• What you will do: Repeat the listing in full, word for word.

---*---

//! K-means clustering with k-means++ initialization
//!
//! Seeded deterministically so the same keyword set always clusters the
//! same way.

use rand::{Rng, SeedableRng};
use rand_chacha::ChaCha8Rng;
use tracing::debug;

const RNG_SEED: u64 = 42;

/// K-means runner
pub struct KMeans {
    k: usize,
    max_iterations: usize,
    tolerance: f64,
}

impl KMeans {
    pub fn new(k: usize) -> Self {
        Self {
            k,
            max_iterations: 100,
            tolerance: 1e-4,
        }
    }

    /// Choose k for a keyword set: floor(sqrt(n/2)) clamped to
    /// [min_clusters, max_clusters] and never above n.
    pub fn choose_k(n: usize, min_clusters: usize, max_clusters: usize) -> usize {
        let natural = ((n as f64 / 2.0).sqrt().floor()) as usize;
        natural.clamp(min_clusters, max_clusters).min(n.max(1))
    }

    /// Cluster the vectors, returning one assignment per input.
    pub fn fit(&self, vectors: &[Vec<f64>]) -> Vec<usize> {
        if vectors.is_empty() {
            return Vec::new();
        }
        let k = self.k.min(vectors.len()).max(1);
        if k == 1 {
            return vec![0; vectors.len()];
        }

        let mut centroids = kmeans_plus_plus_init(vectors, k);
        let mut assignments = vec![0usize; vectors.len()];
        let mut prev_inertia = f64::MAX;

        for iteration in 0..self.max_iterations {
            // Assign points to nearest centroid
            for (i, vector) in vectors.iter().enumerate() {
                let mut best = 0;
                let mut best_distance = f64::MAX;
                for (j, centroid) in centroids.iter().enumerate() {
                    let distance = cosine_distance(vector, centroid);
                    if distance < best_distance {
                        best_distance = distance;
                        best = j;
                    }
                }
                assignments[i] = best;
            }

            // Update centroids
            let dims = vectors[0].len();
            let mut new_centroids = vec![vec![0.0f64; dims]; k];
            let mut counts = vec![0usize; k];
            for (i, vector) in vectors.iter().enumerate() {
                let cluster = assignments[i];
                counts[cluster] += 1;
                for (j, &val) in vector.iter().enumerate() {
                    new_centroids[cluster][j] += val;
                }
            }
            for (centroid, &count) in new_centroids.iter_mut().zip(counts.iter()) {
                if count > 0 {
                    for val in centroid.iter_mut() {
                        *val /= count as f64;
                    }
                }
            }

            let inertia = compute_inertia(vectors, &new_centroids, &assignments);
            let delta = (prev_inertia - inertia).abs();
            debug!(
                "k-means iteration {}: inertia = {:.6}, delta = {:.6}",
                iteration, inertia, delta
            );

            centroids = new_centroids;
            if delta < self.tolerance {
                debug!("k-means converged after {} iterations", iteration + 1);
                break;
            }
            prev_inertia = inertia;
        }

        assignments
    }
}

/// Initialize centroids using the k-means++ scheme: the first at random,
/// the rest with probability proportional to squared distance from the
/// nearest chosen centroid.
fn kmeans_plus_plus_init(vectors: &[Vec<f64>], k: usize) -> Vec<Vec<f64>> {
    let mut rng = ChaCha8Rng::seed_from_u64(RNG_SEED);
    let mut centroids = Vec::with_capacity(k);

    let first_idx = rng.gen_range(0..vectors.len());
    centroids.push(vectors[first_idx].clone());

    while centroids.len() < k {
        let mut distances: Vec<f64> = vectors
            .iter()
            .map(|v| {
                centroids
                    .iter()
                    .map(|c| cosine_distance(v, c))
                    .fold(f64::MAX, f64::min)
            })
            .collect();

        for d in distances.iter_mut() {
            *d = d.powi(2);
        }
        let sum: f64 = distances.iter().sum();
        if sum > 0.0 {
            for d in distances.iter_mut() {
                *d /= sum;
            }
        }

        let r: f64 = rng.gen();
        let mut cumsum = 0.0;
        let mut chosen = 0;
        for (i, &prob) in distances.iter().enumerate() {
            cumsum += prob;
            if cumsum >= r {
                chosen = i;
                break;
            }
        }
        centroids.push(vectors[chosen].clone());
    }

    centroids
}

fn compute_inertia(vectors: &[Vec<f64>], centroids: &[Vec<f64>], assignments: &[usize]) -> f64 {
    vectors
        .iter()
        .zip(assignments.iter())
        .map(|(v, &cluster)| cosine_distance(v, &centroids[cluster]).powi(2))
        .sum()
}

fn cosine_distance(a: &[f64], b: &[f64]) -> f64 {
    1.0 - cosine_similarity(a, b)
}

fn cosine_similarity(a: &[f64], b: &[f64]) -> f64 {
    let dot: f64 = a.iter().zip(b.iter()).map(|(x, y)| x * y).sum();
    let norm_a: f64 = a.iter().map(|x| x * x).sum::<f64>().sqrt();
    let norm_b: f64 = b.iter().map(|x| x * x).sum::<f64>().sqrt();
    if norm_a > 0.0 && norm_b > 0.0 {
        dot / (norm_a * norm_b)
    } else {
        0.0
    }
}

---*---

• Response area:
//! K-means clustering with k-means++ initialization
//!
//! Seeded deterministically so the same keyword set always clusters the
//! same way.

use rand::{Rng, SeedableRng};
use rand_chacha::ChaCha8Rng;
use tracing::debug;

const RNG_SEED: u64 = 42;

/// K-means runner
pub struct KMeans {
    k: usize,
    max_iterations: usize,
    tolerance: f64,
}

impl KMeans {
    pub fn new(k: usize) -> Self {
        Self {
            k,
            max_iterations: 100,
            tolerance: 1e-4,
        }
    }

    /// Choose k for a keyword set: floor(sqrt(n/2)) clamped to
    /// [min_clusters, max_clusters] and never above n.
    pub fn choose_k(n: usize, min_clusters: usize, max_clusters: usize) -> usize {
        let natural = ((n as f64 / 2.0).sqrt().floor()) as usize;
        natural.clamp(min_clusters, max_clusters).min(n.max(1))
    }

    /// Cluster the vectors, returning one assignment per input.
    pub fn fit(&self, vectors: &[Vec<f64>]) -> Vec<usize> {
        if vectors.is_empty() {
            return Vec::new();
        }
        let k = self.k.min(vectors.len()).max(1);
        if k == 1 {
            return vec![0; vectors.len()];
        }

        let mut centroids = kmeans_plus_plus_init(vectors, k);
        let mut assignments = vec![0usize; vectors.len()];
        let mut prev_inertia = f64::MAX;

        for iteration in 0..self.max_iterations {
            // Assign points to nearest centroid
            for (i, vector) in vectors.iter().enumerate() {
                let mut best = 0;
                let mut best_distance = f64::MAX;
                for (j, centroid) in centroids.iter().enumerate() {
                    let distance = cosine_distance(vector, centroid);
                    if distance < best_distance {
                        best_distance = distance;
                        best = j;
                    }
                }
                assignments[i] = best;
            }

            // Update centroids
            let dims = vectors[0].len();
            let mut new_centroids = vec![vec![0.0f64; dims]; k];
            let mut counts = vec![0usize; k];
            for (i, vector) in vectors.iter().enumerate() {
                let cluster = assignments[i];
                counts[cluster] += 1;
                for (j, &val) in vector.iter().enumerate() {
                    new_centroids[cluster][j] += val;
                }
            }
            for (centroid, &count) in new_centroids.iter_mut().zip(counts.iter()) {
                if count > 0 {
                    for val in centroid.iter_mut() {
                        *val /= count as f64;
                    }
                }
            }

            let inertia = compute_inertia(vectors, &new_centroids, &assignments);
            let delta = (prev_inertia - inertia).abs();
            debug!(
                "k-means iteration {}: inertia = {:.6}, delta = {:.6}",
                iteration, inertia, delta
            );

            centroids = new_centroids;
            if delta < self.tolerance {
                debug!("k-means converged after {} iterations", iteration + 1);
                break;
            }
            prev_inertia = inertia;
        }

        assignments
    }
}

/// Initialize centroids using the k-means++ scheme: the first at random,
/// the rest with probability proportional to squared distance from the
/// nearest chosen centroid.
fn kmeans_plus_plus_init(vectors: &[Vec<f64>], k: usize) -> Vec<Vec<f64>> {
    let mut rng = ChaCha8Rng::seed_from_u64(RNG_SEED);
    let mut centroids = Vec::with_capacity(k);

    let first_idx = rng.gen_range(0..vectors.len());
    centroids.push(vectors[first_idx].clone());

    while centroids.len() < k {
        let mut distances: Vec<f64> = vectors
            .iter()
            .map(|v| {
                centroids
                    .iter()
                    .map(|c| cosine_distance(v, c))
                    .fold(f64::MAX, f64::min)
            })
            .collect();

        for d in distances.iter_mut() {
            *d = d.powi(2);
        }
        let sum: f64 = distances.iter().sum();
        if sum > 0.0 {
            for d in distances.iter_mut() {
                *d /= sum;
            }
        }

        let r: f64 = rng.gen();
        let mut cumsum = 0.0;
        let mut chosen = 0;
        for (i, &prob) in distances.iter().enumerate() {
            cumsum += prob;
            if cumsum >= r {
                chosen = i;
                break;
            }
        }
        centroids.push(vectors[chosen].clone());
    }

    centroids
}

fn compute_inertia(vectors: &[Vec<f64>], centroids: &[Vec<f64>], assignments: &[usize]) -> f64 {
    vectors
        .iter()
        .zip(assignments.iter())
        .map(|(v, &cluster)| cosine_distance(v, &centroids[cluster]).powi(2))
        .sum()
}

fn cosine_distance(a: &[f64], b: &[f64]) -> f64 {
    1.0 - cosine_similarity(a, b)
}

fn cosine_similarity(a: &[f64], b: &[f64]) -> f64 {
    let dot: f64 = a.iter().zip(b.iter()).map(|(x, y)| x * y).sum();
    let norm_a: f64 = a.iter().map(|x| x * x).sum::<f64>().sqrt();
    let norm_b: f64 = b.iter().map(|x| x * x).sum::<f64>().sqrt();
    if norm_a > 0.0 && norm_b > 0.0 {
        dot / (norm_a * norm_b)
    } else {
        0.0
    }
}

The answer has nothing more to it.